Intelligent selection
I've always been fascinated by emergence, or the process of complex, sophisticated new "things" emerging out of simpler building blocks. It was the reason I'd picked Computer Engineering as my major in college -- I wanted to understand why computers worked, not just how.
It might seem like a subtle distinction, but I view the how as relatively arbitrary details. Those details can be interesting, but for me the exciting bit is how the different subsystems fit together that create completely different new capabilities at the next order of magnitude up. For example, it's amazing that bits and logic gates are the fundamental units of computation which allow for you to read this blog post that I published on the internet (fun fact: in his master's thesis, Claude Shannon proposed using Boolean algebra to simplify relays, laying the foundation for all of digital computing!).

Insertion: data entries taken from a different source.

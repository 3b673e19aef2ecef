use crate::edge::{EdgeIndex, GraphEdge};
use crate::node::{GraphNode, NodeIndex};
use parley_types::{EdgeId, NodeId};
use std::collections::HashMap;

/// Answer graph stored as two arenas.
///
/// Nodes and edges are addressed by [`NodeIndex`] / [`EdgeIndex`]; parent and
/// child links are indices resolved through the graph, never references.
/// Indices handed out by one graph are only meaningful for that graph.
#[derive(Debug, Clone, Default)]
pub struct Graph {
    nodes: Vec<GraphNode>,
    edges: Vec<GraphEdge>,
    by_id: HashMap<NodeId, NodeIndex>,
    root: Option<NodeIndex>,
}

impl Graph {
    pub fn new() -> Self {
        Self::default()
    }

    /// Create a node unless one with the same id exists.
    ///
    /// Returns `None` for a duplicate id; the existing node is left untouched.
    pub(crate) fn insert_node(&mut self, id: NodeId) -> Option<NodeIndex> {
        if self.by_id.contains_key(&id) {
            return None;
        }
        let index = NodeIndex(self.nodes.len());
        self.nodes.push(GraphNode::new(id));
        self.by_id.insert(id, index);
        Some(index)
    }

    pub(crate) fn add_answer(&mut self, node: NodeIndex, answer: impl Into<String>) {
        self.nodes[node.0].add_answer(answer);
    }

    /// Create an edge and register it with both endpoints
    pub(crate) fn connect<I, S>(
        &mut self,
        id: EdgeId,
        parent: NodeIndex,
        child: NodeIndex,
        keywords: I,
    ) -> EdgeIndex
    where
        I: IntoIterator<Item = S>,
        S: Into<String>,
    {
        let index = EdgeIndex(self.edges.len());
        let mut edge = GraphEdge::new(id, parent, child);
        for keyword in keywords {
            edge.add_keyword(keyword);
        }
        self.edges.push(edge);

        self.nodes[child.0].add_parent_edge(index);
        self.nodes[parent.0].add_child_edge(index);
        index
    }

    pub(crate) fn set_root(&mut self, root: NodeIndex) {
        self.root = Some(root);
    }

    pub fn node(&self, index: NodeIndex) -> &GraphNode {
        &self.nodes[index.0]
    }

    pub fn edge(&self, index: EdgeIndex) -> &GraphEdge {
        &self.edges[index.0]
    }

    pub fn find_node(&self, id: NodeId) -> Option<NodeIndex> {
        self.by_id.get(&id).copied()
    }

    pub fn root(&self) -> Option<NodeIndex> {
        self.root
    }

    /// Nodes without incoming edges, in creation order
    pub fn root_candidates(&self) -> impl Iterator<Item = NodeIndex> + '_ {
        self.nodes()
            .filter(|(_, node)| node.is_root_candidate())
            .map(|(index, _)| index)
    }

    /// Outgoing edges of `node`, in the order they were loaded
    pub fn outgoing(&self, node: NodeIndex) -> impl Iterator<Item = (EdgeIndex, &GraphEdge)> + '_ {
        self.nodes[node.0]
            .child_edges()
            .iter()
            .map(move |&index| (index, &self.edges[index.0]))
    }

    pub fn nodes(&self) -> impl Iterator<Item = (NodeIndex, &GraphNode)> + '_ {
        self.nodes
            .iter()
            .enumerate()
            .map(|(i, node)| (NodeIndex(i), node))
    }

    pub fn edges(&self) -> impl Iterator<Item = (EdgeIndex, &GraphEdge)> + '_ {
        self.edges
            .iter()
            .enumerate()
            .map(|(i, edge)| (EdgeIndex(i), edge))
    }

    pub fn node_count(&self) -> usize {
        self.nodes.len()
    }

    pub fn edge_count(&self) -> usize {
        self.edges.len()
    }
}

I've been thinking about this again more recently because the way that we've historically designed software architecture has been a top-down approach: we gather the requirements for the system today and make predictions about where our systems will need to be in the medium-term future, make tradeoffs depending on these requirements, and design the best system possible given constraints like time, cost, staffing, etc. These systems don't emerge, they're intelligently designed.
Contrast that with life, the quintessential example of emergence. For centuries, scientists and philosophers have been perplexed by what makes something alive vs not alive. What allows for life to emerge out of one set of conditions, and not in another?
Imagine a rock and its rigid, highly consistent internal molecular structure, and compare that against the molecular structures in your body which support all of your cells, tissues, organs. How can it be that two objects at the same scale can have such dramatically different levels in internal complexity?
So it seems that life in all of its variety, sophistication, and robustness can evolve blindly, but if we build software systems blindly we end up with spaghetti code. It's sort of weird, especially when we are intelligent beings writing this software, and we should be capable of intelligently selecting patterns such that we can do just as well as natural selection, right?
It's not quite that simple. Natural selection, while blind, is a highly intelligent process, but we don't always frame it that way. We take for granted that good adaptations propagate through a population while maladaptive mutations will die out. Once again, we can get into understanding the how of the mechanics for genetic inheritance and expression, but why is this happening?
Well, what makes something intelligent, anyways? I would argue that a system is intelligent if it has a way to store information, which is reflected in the system's behavior. The system should also be able to update the structure of its stored information (aka memory) when presented with meaningful new information. The determination of what is and is not meaningful information is an inherent property of the system, a result of the system's geometry.
For example, base pairs in DNA only have meaning in the context of a cell, can instruct the cell on how to build proteins, is preserved through replication, and can be updated in different environments or by random mutations. DNA is causal, it affects the function of the system, and it is selected for via natural selection. Less effective DNA will die off in a population.
So natural selection is intelligent because it stores, tests, and refines information across generations. The mere existence of the cell already tells us that its system had been selected for. The cell's memory, in the form of its DNA and other protein structures, encode the lineage that the cell had taken to exist in this point in time.
Back to the original question: what is a reproducing cell doing that a human writing spaghetti code isn't? Spaghetti code may temporarily be selected for since it can be faster to implement, but generally will not stand the test of time. Either the codebase will be matured by future maintainers, or the tech debt will catch up to the codebase's ability to evolve and extend, perhaps resulting in deprecation.
Well-designed software systems are typically designed top-down because the timescale of codebases is much smaller than the timescale of natural selection. Rather than blindly searching for an optimal implementation, we can reason forward within the problem space as we understand it, whereas natural selection explores by trial and error across generations.
We can thus view emergence as a search problem: given the set of possible configurations for a set of building blocks, what are the viable objects that can be produced by these building blocks? Which objects are good designs, and which objects are completely defective? Life converges on at least a local maximum of good design because it is functional and has successfully evolved more and more intelligent lifeforms over time. But is the current design a global maximum?
As the cost of implementation drops with LLM agents writing the majority of code, we may end up seeing "emergent" software design become a thing. Perhaps agents will implement many versions of a feature and choose the best one, "killing" off the other options. Once a system reaches a certain level of complexity, perhaps Claude will prompt itself to understand its codebase, write up a summary.md, and then prompt another agent to re-implement the codebase from scratch based on the feature set alone.
And if that happens, we may find that the most sophisticated software systems aren't the ones we designed: they're the ones that emerged.